A common type of diode-laser is a “gain-guided” type wherein the laser is defined in the heterostructure by an electrical contact or “stripe” on the p-side (uppermost-side) of the diode. Diode-lasers are plural grown on the substrate, which is diced to leave individual lasers defined in what is referred to as a chip. Alternatively the chip dicing can be such that a linear array diode-lasers is left on what is known to practitioners of the art as a diode-laser bar.
A diode-laser can have a very high efficiency, for example, greater than about 50%. However, that still results in a significant amount of heat being generated in addition to the laser-radiation. For this reason, diode-lasers in individual or array (diode-laser bar) form are invariably mounted “p-side down” on a relatively massive heat-sink. Usually, the heat-sink provides the p-side electrical contact with the strip of the diode laser being defined by etching an equivalent “slot” in an insulating layer covering the “chip” or “bar”, and metalizing the slot.

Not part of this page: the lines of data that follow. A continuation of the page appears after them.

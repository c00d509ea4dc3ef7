// Per-test results as accumulated by file reporters

use crate::state::{AssertionOutcome, AssertionStats, TestCaseStats, TestStatus};
use serde::Serialize;

/// A recorded assertion failure
#[derive(Debug, Clone, PartialEq, Serialize)]
pub struct Failure {
    pub expression: String,
    pub message: String,
    pub location: String,
    pub errored: bool,
}

impl Failure {
    pub fn from_assertion(stats: &AssertionStats) -> Self {
        let expression = stats
            .expanded
            .clone()
            .unwrap_or_else(|| stats.info.expression.clone());
        let message = stats
            .message
            .clone()
            .unwrap_or_else(|| format!("{}( {} )", stats.info.macro_name, expression));

        Self {
            expression,
            message,
            location: stats.info.source.to_string(),
            errored: stats.outcome == AssertionOutcome::Errored,
        }
    }
}

/// Test result
#[derive(Debug, Clone, PartialEq, Serialize)]
pub struct TestResult {
    pub name: String,
    pub class_name: String,
    pub tags: Vec<String>,
    pub file: String,
    pub line: u64,
    pub status: TestStatus,
    pub duration_ms: u64,
    pub assertions: u64,
    pub failures: Vec<Failure>,
    pub std_out: String,
    pub std_err: String,
}

impl TestResult {
    /// Build a result from the end-of-test stats plus what the reporter saw along the way
    pub fn from_stats(stats: &TestCaseStats, duration_ms: u64, failures: Vec<Failure>) -> Self {
        let totals = &stats.totals;
        let status = if !stats.passed() {
            TestStatus::Fail
        } else if totals.test_cases.skipped > 0 || totals.assertions.skipped > 0 {
            TestStatus::Skip
        } else {
            TestStatus::Pass
        };

        Self {
            name: stats.info.name.clone(),
            class_name: stats.info.class_name.clone(),
            tags: stats.info.tags.iter().cloned().collect(),
            file: stats.info.source.file.clone(),
            line: stats.info.source.line,
            status,
            duration_ms,
            assertions: totals.assertions.total(),
            failures,
            std_out: stats.std_out.clone(),
            std_err: stats.std_err.clone(),
        }
    }

    /// First failure message, if any
    pub fn error_message(&self) -> Option<&str> {
        self.failures.first().map(|f| f.message.as_str())
    }

    /// Failed because an assertion errored rather than evaluated false
    pub fn errored(&self) -> bool {
        self.status == TestStatus::Fail && self.failures.iter().any(|f| f.errored)
    }
}

#[cfg(test)]
mod tests {
    use super::*;
    use crate::state::{AssertionInfo, Counts, SourceLineInfo, TestCaseInfo, Totals};

    fn stats(assertions: Counts, test_cases: Counts) -> TestCaseStats {
        TestCaseStats {
            info: TestCaseInfo::new("sample", "[unit]", SourceLineInfo::new("s.rs", 7)),
            totals: Totals {
                assertions,
                test_cases,
            },
            std_out: String::new(),
            std_err: String::new(),
            aborting: false,
        }
    }

    #[test]
    fn test_result_pass() {
        let result = TestResult::from_stats(
            &stats(
                Counts {
                    passed: 2,
                    ..Counts::default()
                },
                Counts {
                    passed: 1,
                    ..Counts::default()
                },
            ),
            12,
            Vec::new(),
        );
        assert_eq!(result.name, "sample");
        assert_eq!(result.status, TestStatus::Pass);
        assert_eq!(result.assertions, 2);
        assert_eq!(result.line, 7);
        assert!(result.error_message().is_none());
    }

    #[test]
    fn test_result_fail() {
        let assertion = AssertionStats {
            info: AssertionInfo::new("REQUIRE", "a == b", SourceLineInfo::new("s.rs", 9)),
            outcome: AssertionOutcome::Failed,
            expanded: Some("1 == 2".to_string()),
            message: None,
            totals: Totals::default(),
        };
        let result = TestResult::from_stats(
            &stats(
                Counts {
                    failed: 1,
                    ..Counts::default()
                },
                Counts {
                    failed: 1,
                    ..Counts::default()
                },
            ),
            3,
            vec![Failure::from_assertion(&assertion)],
        );
        assert_eq!(result.status, TestStatus::Fail);
        assert_eq!(result.error_message(), Some("REQUIRE( 1 == 2 )"));
        assert_eq!(result.failures[0].location, "s.rs:9");
        assert!(!result.errored());
    }

    #[test]
    fn test_result_errored() {
        let assertion = AssertionStats {
            info: AssertionInfo::new("REQUIRE", "parse()", SourceLineInfo::new("s.rs", 11)),
            outcome: AssertionOutcome::Errored,
            expanded: None,
            message: Some("unexpected exception".to_string()),
            totals: Totals::default(),
        };
        let failure = Failure::from_assertion(&assertion);
        let result = TestResult::from_stats(
            &stats(
                Counts {
                    failed: 1,
                    ..Counts::default()
                },
                Counts {
                    failed: 1,
                    ..Counts::default()
                },
            ),
            1,
            vec![failure],
        );
        assert!(result.failures[0].errored);
        assert!(result.errored());
    }

    #[test]
    fn test_result_skip() {
        let result = TestResult::from_stats(
            &stats(
                Counts::default(),
                Counts {
                    skipped: 1,
                    ..Counts::default()
                },
            ),
            0,
            Vec::new(),
        );
        assert_eq!(result.status, TestStatus::Skip);
    }
}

A diode-laser may have a length between about 1.0 millimeters (mm) and 5.0 mm. The active region has a height (in the thickness direction of the layers of the heterostructure) of about 1.0 micrometers (μm). Standard practice is to select a length in this range and increase power by increasing the stripe-width (emitter width) of the laser. This width may be on the order of about 100 μm for a laser delivering about 5 Watts (W) of power.
A significant problem with increasing the laser (stripe) width is that, generally, the wider the stripe, the less is the brightness of an emitted beam in an axis (the slow axis) parallel to the stripe-width direction. An indicator of brightness is the slow-axis divergence of the beam measured in the far field. The wider the divergence, the less the brightness. The divergence is typically a relatively weak function of current. Diode-laser beam brightness is a critical parameter for certain applications such as pumping of fiber lasers where beam-parameter product of the active fiber is limited by the fiber design, and increased diode-laser beam brightness results in higher pumping levels for the fiber laser.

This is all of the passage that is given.